However this procedure for reducing the four--jet background has far reaching
consequences on the $WW$ signal as will be discussed at length in the
following.
(5) Non--perturbative colour--reconnection and Bose--Einstein
effects have not been considered.
(6) We have ignored all experimental uncertainties in the
reconstruction of jet momenta and directions which will have to be studied
with a full detector simulation.\par
All tree--level matrix elements have been computed, in the unitary gauge,
using the formalism
presented in ref. \cite{method} with the help of a set of routines,
called PHACT \cite{phact}, which generate the building blocks of the helicity
amplitudes semi--automatically.
The matrix element for $e^+e^- \ra WW \ra
q_1 \bar q_1 q_2 \bar q_2 g$ has been first computed in ref. \cite{Brown}.
Our result has been checked against the corresponding
amplitude generated by Madgraph \cite{Madgraph}.
\par
The numerical values of the Standard Model parameters used in the calculation
are given in Table II.
\par

\subsection*{Results}
Our results are presented in fig.1, fig.2, Table III and Table IV.
The total hadronic cross sections at tree--level and
at next--to--leading--order (NLO)
in QCD are given in the first column of Table III for $\sqrt{s} = 160$ GeV
and 175 GeV.
These results are sensitive to events with jet pairs of
arbitrarily large and small invariant masses within the kinematical limits.
In practice events with jet--jet masses too far from the $W$ mass would
not be accepted as $WW$ events. Cuts of this sort have been suggested
in order to eliminate most of the four--jet QCD background.

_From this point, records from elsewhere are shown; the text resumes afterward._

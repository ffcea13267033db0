//! The `Engine`: one simulation behind one mutex.
//!
//! # Concurrency model
//!
//! Single engine instance, multiple clients.  Every public operation
//! acquires the engine mutex for its full duration, so concurrent callers
//! observe a serializable execution: `step(n)` is atomic from the outside,
//! `get_state` snapshots always satisfy the structural invariants, and a
//! command issued between two steps takes effect at the start of the next
//! tick.  The engine performs no I/O and holds no other locks, so the
//! critical sections are short and finer-grained locking would buy nothing.

use std::path::Path;
use std::sync::{Mutex, MutexGuard};

use serde::{Deserialize, Serialize};
use tracing::{debug, info, warn};

use lift_core::{ElevatorId, Tick};
use lift_sim::{MetricsReport, Sim, SimBuilder, SimulationEvent, SimulationState};
use lift_traffic::{load_scenarios, Scenario};

use crate::{EngineError, EngineResult};

/// Rotation-set summary returned by [`Engine::traffic_info`].
#[derive(Copy, Clone, Debug, PartialEq, Eq, Serialize, Deserialize)]
pub struct TrafficInfo {
    /// Index of the scenario currently feeding the simulation.
    pub current_index: usize,
    /// How many scenarios the rotation set holds.
    pub total_files: usize,
    /// Planning horizon of the current scenario (its duration, or the last
    /// arrival tick for open-ended scenarios).
    pub max_tick: u64,
}

#[derive(Debug)]
struct EngineInner {
    scenarios: Vec<Scenario>,
    current:   usize,
    sim:       Sim,
}

/// The thread-safe service facade over one simulation.
#[derive(Debug)]
pub struct Engine {
    inner: Mutex<EngineInner>,
}

impl Engine {
    // ── Construction ──────────────────────────────────────────────────────

    /// Build an engine over a non-empty rotation set, starting on the first
    /// scenario.
    pub fn new(scenarios: Vec<Scenario>) -> EngineResult<Self> {
        let first = scenarios
            .first()
            .ok_or_else(|| EngineError::InvalidArgument("no scenarios configured".into()))?;
        let sim = build_sim(first)?;
        info!(scenario = %first.building.scenario, "engine initialized");
        Ok(Self {
            inner: Mutex::new(EngineInner { scenarios, current: 0, sim }),
        })
    }

    /// Convenience: load the rotation set from scenario files.
    pub fn from_paths<P: AsRef<Path>>(paths: &[P]) -> EngineResult<Self> {
        Self::new(load_scenarios(paths)?)
    }

    fn lock(&self) -> EngineResult<MutexGuard<'_, EngineInner>> {
        self.inner
            .lock()
            .map_err(|_| EngineError::Internal("engine state poisoned by a prior panic".into()))
    }

    // ── Queries ───────────────────────────────────────────────────────────

    /// A coherent snapshot of the full simulation state.
    pub fn get_state(&self) -> EngineResult<SimulationState> {
        Ok(self.lock()?.sim.state().clone())
    }

    /// Aggregate KPIs over the current state.
    pub fn metrics(&self) -> EngineResult<MetricsReport> {
        Ok(self.lock()?.sim.metrics())
    }

    /// Rotation-set bookkeeping for controllers planning ahead.
    pub fn traffic_info(&self) -> EngineResult<TrafficInfo> {
        let inner = self.lock()?;
        Ok(TrafficInfo {
            current_index: inner.current,
            total_files:   inner.scenarios.len(),
            max_tick:      inner.scenarios[inner.current].pattern.max_tick(),
        })
    }

    // ── Commands ──────────────────────────────────────────────────────────

    /// Advance the simulation by `ticks` (≥ 1) and return the new journal
    /// slice.  Atomic: no other operation interleaves with the ticks.
    pub fn step(&self, ticks: u64) -> EngineResult<(Tick, Vec<SimulationEvent>)> {
        if ticks < 1 {
            return Err(EngineError::InvalidArgument(format!(
                "ticks must be >= 1, got {ticks}"
            )));
        }
        let mut inner = self.lock()?;
        let events = inner.sim.step(ticks)?;
        let tick = inner.sim.tick();
        debug!(%tick, events = events.len(), "stepped {ticks} tick(s)");
        Ok((tick, events))
    }

    /// Dispatch an elevator (see [`Sim::go_to_floor`]).  Takes effect at the
    /// next tick's status phase — or immediately mid-flight when
    /// `immediate` is set.
    pub fn go_to_floor(
        &self,
        elevator: ElevatorId,
        floor: i32,
        immediate: bool,
    ) -> EngineResult<()> {
        let mut inner = self.lock()?;
        match inner.sim.go_to_floor(elevator, floor, immediate) {
            Ok(()) => {
                debug!(%elevator, floor, immediate, "dispatch accepted");
                Ok(())
            }
            Err(e) => {
                warn!(%elevator, floor, immediate, error = %e, "dispatch rejected");
                Err(e.into())
            }
        }
    }

    /// Rebuild the simulation from the current scenario: cabins parked at
    /// floor 0, no passengers, tick 0, empty journal.
    pub fn reset(&self) -> EngineResult<()> {
        let mut guard = self.lock()?;
        let inner = &mut *guard;
        let scenario = &inner.scenarios[inner.current];
        info!(scenario = %scenario.building.scenario, "reset");
        inner.sim = build_sim(scenario)?;
        Ok(())
    }

    /// Advance to the next scenario in the rotation set.
    ///
    /// With `full_reset`, the simulation is rebuilt from the new scenario's
    /// building; otherwise only the pending traffic is swapped and the
    /// clock keeps running.
    pub fn next_traffic_round(&self, full_reset: bool) -> EngineResult<()> {
        let mut guard = self.lock()?;
        let inner = &mut *guard;
        if inner.current + 1 >= inner.scenarios.len() {
            return Err(EngineError::NoMoreScenarios);
        }
        let next = inner.current + 1;
        let scenario = &inner.scenarios[next];
        info!(
            scenario = %scenario.building.scenario,
            index = next,
            full_reset,
            "traffic rotation"
        );
        if full_reset {
            inner.sim = build_sim(scenario)?;
        } else {
            inner.sim.replace_traffic(&scenario.pattern)?;
        }
        inner.current = next;
        Ok(())
    }
}

fn build_sim(scenario: &Scenario) -> EngineResult<Sim> {
    SimBuilder::new(scenario.building.clone())
        .pattern(scenario.pattern.clone())
        .build()
        .map_err(EngineError::from)
}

We therefore require that each of the reconstructed
masses, selected according to (\ref{selection}), satisfies
\be\label{mass_cut}
\left| M_{Ri} -M_W \right| \le \delta, \hspace{1cm} i=1,2.
\ee
In the second and third column of Table III we show the cross section
obtained with $\delta = 30$ GeV and $\delta = 10$ GeV respectively.
In parentheses we give the cross sections obtained when all events which are
identified as containing five jets, with $y_{cut} = 1.\times 10^{-2}$ in
the JADE scheme, are discarded. The ratio of the corresponding
five--jet cross section to the total hadronic cross section
\be
R_5 = \frac{\sigma(WW\ra 5j)}{\sigma(WW\ra had)}
\ee
is about 22\% at $\sqrt{s} = 175$ GeV with no mass cut.
\par
Let us mention that in the so called ADLO--TH
set of cuts, the semi--realistic set which the Working Groups on
LEP II Physics have agreed on in order to provide a common ground for the
comparison between theoretical calculations and the simulations performed
by the experiments, two jets are considered as distinguishable if the
invariant mass of the pair is larger than 5 GeV. This corresponds to
$y_{cut} \approx 1.\times 10^{-3}$. However at this value of $y_{cut}$ the
five--jet cross section is larger than the total hadronic cross section and,
as a consequence, the cross section for events with at most four jets is
negative. This can be readily seen from eq. (\ref{F_prime}). If we neglect
for simplicity the interplay between the two decays, we have that
$y_{cut} = 1.\times 10^{-3}$, since $\sqrt{s} \approx 2 M_W$, corresponds to
$\eta\approx 4.\times 10^{-3}$ and one finds that, with $\alpha_s = .117$,
$F^\prime (0.004) < - 1$.
\par
In the narrow width, or stable $W$'s, approximation the QCD correction to the
total cross section is simply twice the correction to the $W$ decay, namely
the Born cross section gets multiplied by $(1+2\alpha_s / \pi)$.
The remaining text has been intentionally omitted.